[Saved data entries]
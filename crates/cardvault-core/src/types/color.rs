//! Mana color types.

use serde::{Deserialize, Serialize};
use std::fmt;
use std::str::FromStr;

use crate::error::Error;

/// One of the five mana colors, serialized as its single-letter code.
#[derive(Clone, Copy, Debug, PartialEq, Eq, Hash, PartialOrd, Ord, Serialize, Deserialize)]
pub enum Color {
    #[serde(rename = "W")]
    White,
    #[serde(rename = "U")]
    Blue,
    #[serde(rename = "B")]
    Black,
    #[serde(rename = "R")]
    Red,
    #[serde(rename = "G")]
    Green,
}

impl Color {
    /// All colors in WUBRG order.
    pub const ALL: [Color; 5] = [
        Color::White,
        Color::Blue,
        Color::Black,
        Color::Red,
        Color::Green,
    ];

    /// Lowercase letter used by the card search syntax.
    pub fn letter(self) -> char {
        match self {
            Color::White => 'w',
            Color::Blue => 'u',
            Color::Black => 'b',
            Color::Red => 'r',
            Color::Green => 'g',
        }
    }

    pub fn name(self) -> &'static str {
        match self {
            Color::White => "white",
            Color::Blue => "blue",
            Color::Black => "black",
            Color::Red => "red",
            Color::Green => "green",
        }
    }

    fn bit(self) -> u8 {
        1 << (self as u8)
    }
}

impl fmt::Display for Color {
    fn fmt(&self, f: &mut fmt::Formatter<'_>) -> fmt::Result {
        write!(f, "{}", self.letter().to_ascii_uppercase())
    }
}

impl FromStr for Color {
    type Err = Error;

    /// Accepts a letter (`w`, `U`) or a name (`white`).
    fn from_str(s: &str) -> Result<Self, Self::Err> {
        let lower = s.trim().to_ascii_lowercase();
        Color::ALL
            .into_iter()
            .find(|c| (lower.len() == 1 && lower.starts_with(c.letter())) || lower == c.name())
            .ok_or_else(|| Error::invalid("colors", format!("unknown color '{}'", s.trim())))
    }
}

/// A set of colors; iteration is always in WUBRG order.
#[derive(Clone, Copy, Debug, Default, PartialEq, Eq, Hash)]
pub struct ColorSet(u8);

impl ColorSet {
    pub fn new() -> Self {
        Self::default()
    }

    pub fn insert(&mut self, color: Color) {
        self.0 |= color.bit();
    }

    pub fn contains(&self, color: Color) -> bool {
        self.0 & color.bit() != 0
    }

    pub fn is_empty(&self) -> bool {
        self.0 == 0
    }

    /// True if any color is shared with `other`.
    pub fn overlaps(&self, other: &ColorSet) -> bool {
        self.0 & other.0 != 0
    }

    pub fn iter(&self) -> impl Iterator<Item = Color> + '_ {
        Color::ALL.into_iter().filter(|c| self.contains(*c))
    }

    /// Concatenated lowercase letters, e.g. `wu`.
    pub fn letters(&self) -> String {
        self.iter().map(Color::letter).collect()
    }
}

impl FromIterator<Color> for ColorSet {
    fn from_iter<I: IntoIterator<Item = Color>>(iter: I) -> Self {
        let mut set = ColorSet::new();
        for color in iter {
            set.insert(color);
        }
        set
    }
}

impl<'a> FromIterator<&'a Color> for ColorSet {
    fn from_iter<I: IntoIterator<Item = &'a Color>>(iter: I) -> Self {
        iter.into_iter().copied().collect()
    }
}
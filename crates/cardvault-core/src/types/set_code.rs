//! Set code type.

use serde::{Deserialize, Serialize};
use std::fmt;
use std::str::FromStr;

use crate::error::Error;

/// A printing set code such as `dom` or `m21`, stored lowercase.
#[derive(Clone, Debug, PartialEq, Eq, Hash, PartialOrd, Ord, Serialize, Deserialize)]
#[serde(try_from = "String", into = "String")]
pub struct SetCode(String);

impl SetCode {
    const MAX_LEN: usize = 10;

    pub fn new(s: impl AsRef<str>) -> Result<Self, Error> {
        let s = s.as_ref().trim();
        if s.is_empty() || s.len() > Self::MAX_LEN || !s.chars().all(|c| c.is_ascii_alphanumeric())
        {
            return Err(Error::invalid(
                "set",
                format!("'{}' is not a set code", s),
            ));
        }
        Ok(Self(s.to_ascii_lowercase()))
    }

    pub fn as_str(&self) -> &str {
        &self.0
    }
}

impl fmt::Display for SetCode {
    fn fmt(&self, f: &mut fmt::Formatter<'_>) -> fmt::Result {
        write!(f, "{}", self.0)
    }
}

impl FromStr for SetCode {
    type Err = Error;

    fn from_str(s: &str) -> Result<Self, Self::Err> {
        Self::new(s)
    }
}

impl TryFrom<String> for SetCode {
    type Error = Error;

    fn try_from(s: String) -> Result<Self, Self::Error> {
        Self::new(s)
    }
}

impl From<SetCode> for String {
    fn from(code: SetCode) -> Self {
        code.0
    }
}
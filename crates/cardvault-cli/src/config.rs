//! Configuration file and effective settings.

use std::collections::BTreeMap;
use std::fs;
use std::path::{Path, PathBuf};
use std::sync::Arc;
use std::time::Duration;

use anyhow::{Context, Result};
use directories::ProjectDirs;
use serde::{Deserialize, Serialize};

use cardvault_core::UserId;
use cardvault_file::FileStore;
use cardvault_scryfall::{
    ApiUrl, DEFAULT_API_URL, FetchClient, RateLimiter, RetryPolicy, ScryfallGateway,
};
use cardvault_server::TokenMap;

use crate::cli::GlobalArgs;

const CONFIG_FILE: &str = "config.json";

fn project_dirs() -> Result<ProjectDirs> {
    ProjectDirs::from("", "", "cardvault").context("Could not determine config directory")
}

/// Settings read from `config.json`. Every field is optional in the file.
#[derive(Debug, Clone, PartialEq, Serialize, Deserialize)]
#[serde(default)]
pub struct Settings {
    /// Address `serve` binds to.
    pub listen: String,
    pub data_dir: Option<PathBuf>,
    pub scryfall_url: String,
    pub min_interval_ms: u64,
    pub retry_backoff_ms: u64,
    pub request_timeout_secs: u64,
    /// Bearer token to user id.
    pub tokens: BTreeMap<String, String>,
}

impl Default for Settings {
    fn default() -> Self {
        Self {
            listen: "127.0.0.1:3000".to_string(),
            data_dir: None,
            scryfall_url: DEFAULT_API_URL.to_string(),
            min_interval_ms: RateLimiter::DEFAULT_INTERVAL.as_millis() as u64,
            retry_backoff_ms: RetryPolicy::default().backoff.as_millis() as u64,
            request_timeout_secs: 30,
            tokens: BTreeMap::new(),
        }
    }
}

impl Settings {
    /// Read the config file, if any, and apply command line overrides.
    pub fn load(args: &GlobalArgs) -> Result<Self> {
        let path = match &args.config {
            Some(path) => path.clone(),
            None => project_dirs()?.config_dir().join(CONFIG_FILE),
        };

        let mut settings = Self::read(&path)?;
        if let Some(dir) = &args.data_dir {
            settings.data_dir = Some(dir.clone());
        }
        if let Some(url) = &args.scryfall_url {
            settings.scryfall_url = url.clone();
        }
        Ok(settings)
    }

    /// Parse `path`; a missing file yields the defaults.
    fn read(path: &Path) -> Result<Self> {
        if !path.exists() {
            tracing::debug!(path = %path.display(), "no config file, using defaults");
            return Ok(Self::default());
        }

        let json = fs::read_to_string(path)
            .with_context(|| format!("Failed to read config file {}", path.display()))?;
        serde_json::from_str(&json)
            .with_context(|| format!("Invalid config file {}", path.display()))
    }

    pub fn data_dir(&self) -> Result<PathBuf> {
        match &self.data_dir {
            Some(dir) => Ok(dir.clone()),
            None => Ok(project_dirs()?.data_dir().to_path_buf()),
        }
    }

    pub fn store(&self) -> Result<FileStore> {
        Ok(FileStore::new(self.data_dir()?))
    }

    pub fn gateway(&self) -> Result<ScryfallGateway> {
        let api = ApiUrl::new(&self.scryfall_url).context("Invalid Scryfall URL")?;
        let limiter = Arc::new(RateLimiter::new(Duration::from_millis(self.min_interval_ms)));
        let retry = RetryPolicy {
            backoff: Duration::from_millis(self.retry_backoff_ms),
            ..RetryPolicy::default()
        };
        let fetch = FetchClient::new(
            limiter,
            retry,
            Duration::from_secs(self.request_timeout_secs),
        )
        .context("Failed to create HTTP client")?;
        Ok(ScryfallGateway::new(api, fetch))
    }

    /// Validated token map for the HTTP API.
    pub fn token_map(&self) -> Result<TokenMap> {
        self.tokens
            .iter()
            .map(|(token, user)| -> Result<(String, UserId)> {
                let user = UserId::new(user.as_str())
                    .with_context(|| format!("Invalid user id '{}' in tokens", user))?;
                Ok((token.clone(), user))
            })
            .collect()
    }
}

## Task to carry out
The answer should consist only of the number of lines above in which "ApiUrl" appears.

## Task output
2